> [GIVEN DATA]
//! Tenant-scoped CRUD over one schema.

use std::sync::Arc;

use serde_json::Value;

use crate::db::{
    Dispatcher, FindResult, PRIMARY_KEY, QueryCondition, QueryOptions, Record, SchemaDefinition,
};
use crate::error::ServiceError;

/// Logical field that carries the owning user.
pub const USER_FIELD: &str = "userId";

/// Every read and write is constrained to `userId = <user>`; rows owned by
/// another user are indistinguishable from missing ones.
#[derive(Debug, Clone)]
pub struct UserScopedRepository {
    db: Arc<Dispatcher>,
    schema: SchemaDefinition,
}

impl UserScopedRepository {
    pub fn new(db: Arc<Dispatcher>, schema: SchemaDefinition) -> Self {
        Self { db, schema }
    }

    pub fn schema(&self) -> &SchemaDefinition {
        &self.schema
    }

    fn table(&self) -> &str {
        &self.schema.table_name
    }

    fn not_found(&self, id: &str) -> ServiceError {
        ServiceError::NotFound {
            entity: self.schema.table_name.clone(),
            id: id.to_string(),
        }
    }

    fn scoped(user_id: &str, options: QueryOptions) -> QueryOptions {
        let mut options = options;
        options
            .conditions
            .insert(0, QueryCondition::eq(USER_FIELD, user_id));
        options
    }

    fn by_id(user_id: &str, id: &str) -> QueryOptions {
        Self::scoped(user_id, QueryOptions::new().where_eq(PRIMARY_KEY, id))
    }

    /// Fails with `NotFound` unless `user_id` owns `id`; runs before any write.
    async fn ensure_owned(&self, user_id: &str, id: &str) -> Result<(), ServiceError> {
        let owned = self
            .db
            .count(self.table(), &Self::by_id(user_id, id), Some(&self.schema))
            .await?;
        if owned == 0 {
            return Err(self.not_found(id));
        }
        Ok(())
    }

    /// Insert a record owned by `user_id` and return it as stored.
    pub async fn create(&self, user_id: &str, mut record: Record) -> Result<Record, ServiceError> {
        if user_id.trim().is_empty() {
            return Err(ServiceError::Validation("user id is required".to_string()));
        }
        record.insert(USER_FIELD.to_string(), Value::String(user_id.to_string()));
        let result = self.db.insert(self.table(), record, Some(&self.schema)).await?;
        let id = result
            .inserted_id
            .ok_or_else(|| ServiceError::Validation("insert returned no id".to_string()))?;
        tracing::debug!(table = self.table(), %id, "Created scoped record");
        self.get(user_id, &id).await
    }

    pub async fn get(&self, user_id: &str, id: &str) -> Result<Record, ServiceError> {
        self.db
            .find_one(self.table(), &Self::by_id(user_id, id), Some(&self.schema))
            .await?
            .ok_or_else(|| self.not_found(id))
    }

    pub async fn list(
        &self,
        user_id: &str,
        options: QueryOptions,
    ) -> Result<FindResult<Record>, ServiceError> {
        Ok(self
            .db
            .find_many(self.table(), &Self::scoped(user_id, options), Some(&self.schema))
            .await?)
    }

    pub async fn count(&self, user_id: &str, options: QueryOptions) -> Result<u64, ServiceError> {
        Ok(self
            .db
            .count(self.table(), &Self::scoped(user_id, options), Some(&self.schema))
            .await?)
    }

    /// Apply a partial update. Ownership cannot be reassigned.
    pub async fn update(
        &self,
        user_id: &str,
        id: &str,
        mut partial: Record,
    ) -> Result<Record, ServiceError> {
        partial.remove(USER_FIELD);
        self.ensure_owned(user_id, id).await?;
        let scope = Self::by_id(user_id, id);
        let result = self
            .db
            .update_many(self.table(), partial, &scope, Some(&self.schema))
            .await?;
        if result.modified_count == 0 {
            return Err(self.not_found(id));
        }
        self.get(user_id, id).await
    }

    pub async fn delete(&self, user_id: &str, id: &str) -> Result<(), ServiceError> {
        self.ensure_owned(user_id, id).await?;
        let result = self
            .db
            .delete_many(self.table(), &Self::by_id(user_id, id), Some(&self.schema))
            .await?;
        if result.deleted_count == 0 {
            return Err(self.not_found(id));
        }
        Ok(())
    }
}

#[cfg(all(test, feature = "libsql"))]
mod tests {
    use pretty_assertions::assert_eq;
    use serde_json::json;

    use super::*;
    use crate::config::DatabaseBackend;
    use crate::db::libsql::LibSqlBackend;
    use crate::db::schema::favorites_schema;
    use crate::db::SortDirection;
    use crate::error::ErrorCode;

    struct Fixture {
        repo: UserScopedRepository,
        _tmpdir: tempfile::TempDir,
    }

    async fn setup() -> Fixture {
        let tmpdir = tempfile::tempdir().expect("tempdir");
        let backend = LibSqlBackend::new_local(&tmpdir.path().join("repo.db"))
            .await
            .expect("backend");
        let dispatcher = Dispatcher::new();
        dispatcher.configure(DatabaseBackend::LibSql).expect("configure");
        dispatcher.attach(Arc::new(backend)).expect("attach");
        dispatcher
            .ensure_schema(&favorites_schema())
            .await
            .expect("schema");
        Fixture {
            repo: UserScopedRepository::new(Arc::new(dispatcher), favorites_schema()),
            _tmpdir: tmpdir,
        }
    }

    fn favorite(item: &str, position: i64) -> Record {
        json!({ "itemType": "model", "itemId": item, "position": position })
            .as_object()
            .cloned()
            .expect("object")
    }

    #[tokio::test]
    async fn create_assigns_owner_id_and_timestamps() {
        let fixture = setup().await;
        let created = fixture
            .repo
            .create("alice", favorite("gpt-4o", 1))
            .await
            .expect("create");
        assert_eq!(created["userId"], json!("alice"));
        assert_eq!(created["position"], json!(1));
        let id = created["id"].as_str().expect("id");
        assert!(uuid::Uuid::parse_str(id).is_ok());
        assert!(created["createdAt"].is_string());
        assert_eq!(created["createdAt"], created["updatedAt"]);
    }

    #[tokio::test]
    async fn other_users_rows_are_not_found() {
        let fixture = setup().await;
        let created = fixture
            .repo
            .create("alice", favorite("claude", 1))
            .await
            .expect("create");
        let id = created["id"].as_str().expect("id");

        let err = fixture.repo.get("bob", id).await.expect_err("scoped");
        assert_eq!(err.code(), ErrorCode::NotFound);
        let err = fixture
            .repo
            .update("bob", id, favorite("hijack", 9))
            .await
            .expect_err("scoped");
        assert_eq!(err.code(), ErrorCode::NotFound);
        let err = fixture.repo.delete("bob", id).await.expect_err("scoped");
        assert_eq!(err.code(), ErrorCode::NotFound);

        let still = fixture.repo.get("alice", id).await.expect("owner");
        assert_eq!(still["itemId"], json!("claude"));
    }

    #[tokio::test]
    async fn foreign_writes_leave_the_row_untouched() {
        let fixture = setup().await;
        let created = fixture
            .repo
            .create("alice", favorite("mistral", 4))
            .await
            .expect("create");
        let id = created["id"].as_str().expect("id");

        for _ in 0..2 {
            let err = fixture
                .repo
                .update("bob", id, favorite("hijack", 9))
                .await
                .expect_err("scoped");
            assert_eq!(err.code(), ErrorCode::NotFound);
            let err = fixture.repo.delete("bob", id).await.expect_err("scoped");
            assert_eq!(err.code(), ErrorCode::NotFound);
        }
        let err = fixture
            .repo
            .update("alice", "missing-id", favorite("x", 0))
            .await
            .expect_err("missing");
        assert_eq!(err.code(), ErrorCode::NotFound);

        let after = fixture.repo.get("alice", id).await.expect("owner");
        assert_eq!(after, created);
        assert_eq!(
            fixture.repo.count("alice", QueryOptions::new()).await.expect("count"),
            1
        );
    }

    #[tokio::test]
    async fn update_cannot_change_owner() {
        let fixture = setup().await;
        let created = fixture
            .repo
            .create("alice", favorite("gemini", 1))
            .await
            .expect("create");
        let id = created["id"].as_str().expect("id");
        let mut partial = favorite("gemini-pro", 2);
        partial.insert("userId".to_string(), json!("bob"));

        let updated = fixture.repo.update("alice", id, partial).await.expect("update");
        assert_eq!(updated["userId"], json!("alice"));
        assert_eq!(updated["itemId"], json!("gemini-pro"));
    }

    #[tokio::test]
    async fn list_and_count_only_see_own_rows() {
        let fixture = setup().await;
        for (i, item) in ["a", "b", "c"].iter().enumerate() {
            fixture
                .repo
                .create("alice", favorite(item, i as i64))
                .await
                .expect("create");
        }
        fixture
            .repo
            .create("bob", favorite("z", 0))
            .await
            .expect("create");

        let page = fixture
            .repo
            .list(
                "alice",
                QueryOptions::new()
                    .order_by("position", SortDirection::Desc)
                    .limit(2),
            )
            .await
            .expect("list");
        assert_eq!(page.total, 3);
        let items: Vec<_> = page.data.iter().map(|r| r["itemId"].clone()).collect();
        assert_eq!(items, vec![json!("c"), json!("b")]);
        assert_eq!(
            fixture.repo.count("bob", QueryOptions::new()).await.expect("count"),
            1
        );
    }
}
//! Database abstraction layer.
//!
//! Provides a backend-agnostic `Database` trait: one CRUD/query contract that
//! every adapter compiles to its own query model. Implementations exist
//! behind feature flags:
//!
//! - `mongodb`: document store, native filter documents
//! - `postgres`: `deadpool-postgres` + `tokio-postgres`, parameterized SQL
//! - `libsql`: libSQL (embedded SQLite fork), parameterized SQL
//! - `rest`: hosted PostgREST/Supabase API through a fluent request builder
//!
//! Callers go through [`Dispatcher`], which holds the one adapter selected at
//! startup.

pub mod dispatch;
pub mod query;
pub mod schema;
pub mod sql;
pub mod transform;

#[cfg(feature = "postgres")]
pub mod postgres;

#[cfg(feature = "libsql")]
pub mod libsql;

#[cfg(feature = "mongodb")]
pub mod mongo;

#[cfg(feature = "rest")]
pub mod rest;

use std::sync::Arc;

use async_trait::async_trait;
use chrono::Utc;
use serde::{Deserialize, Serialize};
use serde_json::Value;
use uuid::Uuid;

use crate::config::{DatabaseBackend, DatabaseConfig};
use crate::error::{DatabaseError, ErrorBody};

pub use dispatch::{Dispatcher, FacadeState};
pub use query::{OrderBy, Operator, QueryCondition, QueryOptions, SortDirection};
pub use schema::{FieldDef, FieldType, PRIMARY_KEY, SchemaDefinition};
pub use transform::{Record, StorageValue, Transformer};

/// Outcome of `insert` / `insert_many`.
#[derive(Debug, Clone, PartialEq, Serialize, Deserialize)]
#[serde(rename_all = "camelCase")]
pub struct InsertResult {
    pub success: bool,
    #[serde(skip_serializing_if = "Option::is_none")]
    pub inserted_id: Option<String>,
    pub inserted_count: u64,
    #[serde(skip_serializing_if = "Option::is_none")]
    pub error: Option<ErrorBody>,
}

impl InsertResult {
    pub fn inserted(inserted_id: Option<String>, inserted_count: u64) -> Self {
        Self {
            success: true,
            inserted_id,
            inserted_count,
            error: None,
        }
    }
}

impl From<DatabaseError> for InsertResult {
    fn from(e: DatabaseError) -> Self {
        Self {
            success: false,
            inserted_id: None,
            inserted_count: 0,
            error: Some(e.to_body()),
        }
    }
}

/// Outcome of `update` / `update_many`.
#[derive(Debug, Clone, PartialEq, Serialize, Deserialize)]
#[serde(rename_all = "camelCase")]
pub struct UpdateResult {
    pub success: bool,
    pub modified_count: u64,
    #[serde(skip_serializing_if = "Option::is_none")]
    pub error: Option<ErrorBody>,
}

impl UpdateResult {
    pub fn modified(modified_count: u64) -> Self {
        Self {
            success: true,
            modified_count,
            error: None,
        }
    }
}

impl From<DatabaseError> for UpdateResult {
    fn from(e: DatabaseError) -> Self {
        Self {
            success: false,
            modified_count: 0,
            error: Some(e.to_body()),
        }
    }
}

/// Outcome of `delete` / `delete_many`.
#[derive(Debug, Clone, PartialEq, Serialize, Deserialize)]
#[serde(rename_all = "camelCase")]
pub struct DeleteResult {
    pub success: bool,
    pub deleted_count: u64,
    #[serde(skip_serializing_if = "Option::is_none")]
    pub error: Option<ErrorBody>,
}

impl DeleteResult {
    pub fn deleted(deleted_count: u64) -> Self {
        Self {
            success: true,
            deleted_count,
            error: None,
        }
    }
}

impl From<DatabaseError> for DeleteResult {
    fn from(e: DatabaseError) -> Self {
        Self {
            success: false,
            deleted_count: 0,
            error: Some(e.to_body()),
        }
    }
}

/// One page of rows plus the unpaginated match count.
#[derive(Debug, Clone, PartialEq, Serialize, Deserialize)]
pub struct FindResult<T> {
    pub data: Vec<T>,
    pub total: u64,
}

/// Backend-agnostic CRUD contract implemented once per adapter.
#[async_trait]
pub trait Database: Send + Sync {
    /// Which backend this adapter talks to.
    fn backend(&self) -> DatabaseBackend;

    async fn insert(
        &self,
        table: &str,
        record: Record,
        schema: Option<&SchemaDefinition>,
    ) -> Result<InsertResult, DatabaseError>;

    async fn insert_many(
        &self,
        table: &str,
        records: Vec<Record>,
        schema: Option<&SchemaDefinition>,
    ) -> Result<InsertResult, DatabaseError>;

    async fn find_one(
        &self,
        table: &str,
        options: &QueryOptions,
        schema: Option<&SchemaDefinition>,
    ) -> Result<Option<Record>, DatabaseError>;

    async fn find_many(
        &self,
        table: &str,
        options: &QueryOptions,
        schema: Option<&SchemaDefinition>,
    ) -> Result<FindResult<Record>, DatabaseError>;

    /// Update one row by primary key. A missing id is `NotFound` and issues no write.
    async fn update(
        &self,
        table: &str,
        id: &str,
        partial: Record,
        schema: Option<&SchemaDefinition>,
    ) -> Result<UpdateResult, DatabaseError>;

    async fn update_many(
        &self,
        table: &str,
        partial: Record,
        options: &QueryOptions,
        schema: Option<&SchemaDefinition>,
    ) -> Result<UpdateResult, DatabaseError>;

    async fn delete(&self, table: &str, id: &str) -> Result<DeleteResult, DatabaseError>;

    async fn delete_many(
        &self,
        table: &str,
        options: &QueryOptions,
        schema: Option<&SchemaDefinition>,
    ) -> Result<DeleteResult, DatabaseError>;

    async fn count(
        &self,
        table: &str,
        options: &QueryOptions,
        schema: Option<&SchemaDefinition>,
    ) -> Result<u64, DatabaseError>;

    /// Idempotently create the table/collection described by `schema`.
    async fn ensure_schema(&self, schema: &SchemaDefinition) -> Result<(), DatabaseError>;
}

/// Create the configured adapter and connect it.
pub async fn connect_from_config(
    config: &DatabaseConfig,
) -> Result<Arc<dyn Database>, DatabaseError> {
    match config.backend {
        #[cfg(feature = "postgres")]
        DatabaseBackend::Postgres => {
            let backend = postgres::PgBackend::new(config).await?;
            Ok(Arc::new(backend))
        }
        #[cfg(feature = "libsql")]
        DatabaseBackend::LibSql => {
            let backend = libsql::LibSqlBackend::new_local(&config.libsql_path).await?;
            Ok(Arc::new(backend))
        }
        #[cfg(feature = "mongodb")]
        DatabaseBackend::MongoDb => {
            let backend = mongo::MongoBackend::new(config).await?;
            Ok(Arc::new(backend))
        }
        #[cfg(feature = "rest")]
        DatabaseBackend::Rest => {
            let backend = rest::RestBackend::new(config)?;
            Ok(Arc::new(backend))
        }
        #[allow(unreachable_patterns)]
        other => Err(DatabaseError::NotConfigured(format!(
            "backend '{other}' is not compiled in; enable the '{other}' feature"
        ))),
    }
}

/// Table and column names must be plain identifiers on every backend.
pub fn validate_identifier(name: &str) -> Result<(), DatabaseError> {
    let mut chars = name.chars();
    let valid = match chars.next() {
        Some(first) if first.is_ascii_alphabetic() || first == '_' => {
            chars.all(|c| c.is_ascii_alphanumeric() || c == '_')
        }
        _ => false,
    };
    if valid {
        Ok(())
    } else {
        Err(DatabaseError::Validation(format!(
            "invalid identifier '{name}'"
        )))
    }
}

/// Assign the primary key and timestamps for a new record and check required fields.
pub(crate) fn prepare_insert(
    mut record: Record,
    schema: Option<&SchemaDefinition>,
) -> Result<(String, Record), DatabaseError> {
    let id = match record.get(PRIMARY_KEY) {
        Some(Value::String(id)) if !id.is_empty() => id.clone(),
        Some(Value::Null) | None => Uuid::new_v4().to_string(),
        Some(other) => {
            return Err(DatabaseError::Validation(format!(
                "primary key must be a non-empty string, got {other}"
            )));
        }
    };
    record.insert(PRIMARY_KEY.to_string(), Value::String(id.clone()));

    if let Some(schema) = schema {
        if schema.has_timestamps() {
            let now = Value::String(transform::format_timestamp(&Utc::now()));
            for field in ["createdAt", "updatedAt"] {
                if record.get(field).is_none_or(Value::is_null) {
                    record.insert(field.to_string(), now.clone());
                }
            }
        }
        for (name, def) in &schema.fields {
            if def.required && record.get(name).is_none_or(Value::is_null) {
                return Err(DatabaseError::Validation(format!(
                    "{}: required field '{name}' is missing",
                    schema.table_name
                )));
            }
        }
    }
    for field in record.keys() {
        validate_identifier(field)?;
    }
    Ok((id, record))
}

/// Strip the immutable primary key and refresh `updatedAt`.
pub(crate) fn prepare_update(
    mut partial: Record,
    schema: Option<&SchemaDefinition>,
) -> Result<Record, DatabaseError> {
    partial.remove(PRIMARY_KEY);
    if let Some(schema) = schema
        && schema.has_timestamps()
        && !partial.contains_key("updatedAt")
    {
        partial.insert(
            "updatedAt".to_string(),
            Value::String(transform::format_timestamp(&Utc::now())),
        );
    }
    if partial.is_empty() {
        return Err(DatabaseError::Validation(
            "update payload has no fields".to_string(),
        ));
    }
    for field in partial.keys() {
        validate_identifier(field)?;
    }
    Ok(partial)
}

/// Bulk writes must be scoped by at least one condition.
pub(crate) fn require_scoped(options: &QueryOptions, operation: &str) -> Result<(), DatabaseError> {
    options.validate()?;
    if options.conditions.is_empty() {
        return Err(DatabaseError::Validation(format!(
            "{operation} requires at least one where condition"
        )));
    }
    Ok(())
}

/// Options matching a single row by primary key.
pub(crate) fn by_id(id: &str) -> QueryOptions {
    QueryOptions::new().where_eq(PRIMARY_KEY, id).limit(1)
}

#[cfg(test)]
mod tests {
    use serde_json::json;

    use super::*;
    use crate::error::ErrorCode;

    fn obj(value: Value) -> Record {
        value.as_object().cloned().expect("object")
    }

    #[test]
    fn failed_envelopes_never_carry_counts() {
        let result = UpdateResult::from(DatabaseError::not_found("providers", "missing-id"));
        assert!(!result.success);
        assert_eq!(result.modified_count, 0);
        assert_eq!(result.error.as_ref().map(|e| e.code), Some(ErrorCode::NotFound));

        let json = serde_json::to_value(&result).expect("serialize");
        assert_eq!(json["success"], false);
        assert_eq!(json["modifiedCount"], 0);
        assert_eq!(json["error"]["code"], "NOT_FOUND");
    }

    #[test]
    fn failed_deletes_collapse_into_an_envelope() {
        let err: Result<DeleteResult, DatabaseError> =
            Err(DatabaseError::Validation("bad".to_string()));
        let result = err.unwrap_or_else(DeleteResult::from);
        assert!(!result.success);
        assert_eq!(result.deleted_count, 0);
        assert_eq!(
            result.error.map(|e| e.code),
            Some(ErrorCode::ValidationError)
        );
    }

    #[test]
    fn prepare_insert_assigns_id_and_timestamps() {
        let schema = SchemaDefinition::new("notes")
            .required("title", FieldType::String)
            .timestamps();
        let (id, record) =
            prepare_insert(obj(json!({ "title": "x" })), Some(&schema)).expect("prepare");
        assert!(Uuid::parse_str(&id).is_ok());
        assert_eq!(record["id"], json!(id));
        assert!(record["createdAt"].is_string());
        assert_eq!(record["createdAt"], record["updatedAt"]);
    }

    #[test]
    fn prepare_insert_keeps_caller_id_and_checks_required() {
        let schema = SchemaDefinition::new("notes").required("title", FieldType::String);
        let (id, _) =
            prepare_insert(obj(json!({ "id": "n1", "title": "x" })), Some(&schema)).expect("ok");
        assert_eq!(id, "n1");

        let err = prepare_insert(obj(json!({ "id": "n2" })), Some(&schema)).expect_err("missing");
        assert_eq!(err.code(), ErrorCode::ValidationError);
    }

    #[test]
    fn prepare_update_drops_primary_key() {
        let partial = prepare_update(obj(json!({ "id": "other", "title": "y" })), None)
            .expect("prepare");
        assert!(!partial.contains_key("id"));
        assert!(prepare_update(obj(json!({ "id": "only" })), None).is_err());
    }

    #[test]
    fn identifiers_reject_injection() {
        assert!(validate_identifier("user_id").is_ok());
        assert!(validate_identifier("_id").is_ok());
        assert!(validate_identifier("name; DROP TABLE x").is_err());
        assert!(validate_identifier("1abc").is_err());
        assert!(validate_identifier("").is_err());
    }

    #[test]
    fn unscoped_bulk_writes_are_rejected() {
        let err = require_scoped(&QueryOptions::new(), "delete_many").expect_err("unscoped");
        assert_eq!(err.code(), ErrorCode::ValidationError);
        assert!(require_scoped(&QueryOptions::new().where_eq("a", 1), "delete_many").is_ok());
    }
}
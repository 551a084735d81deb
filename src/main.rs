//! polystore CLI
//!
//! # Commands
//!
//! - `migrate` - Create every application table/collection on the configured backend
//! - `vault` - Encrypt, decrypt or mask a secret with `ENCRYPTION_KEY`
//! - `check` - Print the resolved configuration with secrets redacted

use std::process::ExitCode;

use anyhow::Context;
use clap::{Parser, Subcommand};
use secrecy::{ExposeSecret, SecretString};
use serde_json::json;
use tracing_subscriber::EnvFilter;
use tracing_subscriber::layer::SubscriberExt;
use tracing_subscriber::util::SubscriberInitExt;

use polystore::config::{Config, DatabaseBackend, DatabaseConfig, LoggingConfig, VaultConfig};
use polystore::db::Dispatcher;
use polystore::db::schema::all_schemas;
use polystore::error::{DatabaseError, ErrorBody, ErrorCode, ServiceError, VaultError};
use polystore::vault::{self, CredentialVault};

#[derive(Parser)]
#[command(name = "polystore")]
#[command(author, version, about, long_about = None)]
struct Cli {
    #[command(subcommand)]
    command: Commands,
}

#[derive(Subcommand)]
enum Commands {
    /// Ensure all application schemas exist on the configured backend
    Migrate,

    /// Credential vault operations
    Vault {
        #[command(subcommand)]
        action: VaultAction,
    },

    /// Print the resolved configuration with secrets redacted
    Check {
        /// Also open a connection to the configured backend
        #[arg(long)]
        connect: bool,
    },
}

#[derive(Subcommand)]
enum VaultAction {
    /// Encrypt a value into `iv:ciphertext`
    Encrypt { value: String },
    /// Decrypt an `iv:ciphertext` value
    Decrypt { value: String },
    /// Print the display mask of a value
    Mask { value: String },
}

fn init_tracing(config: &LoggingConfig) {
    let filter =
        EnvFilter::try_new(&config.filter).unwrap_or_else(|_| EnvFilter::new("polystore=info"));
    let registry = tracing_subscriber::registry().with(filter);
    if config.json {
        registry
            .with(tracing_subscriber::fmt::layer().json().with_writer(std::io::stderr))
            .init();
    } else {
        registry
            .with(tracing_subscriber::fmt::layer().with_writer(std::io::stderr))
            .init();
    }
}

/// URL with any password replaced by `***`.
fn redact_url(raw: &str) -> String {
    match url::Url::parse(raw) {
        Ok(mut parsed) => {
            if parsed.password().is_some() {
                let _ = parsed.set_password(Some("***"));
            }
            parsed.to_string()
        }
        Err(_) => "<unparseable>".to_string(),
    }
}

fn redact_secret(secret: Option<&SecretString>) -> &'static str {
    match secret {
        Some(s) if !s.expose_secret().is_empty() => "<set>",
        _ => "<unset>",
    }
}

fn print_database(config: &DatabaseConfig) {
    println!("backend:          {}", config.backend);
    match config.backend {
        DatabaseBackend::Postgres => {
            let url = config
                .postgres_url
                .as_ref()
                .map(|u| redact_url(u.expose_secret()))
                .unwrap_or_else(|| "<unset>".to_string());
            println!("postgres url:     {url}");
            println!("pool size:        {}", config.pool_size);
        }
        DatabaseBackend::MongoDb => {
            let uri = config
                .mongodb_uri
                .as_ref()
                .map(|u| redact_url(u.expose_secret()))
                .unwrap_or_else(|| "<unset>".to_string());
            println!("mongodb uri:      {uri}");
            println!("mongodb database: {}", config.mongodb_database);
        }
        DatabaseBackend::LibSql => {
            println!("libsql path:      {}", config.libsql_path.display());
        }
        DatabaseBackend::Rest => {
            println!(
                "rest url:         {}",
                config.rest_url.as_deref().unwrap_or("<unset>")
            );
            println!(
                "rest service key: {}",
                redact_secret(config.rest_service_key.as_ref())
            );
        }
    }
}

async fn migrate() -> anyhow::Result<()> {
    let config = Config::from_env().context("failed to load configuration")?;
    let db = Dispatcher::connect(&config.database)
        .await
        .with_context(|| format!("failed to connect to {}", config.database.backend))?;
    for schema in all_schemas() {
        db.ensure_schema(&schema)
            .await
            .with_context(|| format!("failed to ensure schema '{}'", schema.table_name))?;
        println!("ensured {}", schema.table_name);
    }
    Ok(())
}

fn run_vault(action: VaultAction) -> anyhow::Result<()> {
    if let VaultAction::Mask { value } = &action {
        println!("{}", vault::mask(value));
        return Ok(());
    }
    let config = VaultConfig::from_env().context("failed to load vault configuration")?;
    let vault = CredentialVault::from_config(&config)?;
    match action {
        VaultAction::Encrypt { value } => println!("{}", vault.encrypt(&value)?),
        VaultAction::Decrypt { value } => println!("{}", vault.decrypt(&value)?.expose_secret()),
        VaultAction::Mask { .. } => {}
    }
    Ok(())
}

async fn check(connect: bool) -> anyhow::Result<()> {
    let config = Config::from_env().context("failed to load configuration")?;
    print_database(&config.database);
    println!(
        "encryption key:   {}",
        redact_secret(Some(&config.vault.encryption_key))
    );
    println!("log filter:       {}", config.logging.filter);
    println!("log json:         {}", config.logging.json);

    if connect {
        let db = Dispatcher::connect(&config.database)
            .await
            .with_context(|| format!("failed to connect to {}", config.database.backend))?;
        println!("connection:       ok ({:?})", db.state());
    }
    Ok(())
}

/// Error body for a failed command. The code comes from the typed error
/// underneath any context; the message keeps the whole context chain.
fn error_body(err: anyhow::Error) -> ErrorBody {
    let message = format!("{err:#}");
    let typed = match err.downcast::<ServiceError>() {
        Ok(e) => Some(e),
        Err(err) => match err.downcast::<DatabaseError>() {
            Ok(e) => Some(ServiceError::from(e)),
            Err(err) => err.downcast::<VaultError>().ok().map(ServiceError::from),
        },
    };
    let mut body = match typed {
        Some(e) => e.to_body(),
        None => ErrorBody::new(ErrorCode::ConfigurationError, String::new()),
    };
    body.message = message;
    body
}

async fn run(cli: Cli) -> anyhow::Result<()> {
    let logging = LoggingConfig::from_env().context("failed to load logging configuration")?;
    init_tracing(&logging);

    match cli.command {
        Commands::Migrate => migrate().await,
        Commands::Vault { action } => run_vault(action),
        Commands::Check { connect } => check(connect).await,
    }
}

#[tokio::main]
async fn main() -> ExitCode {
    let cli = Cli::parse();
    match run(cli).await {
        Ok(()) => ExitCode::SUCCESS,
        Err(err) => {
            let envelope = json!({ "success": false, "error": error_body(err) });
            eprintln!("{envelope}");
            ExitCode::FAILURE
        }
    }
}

> [TASK DESCRIPTION]
Could you please find every line of the listing above holding the string "Parser" and copy it?

> [PROBLEM SOLUTION]
use clap::{Parser, Subcommand};
#[derive(Parser)]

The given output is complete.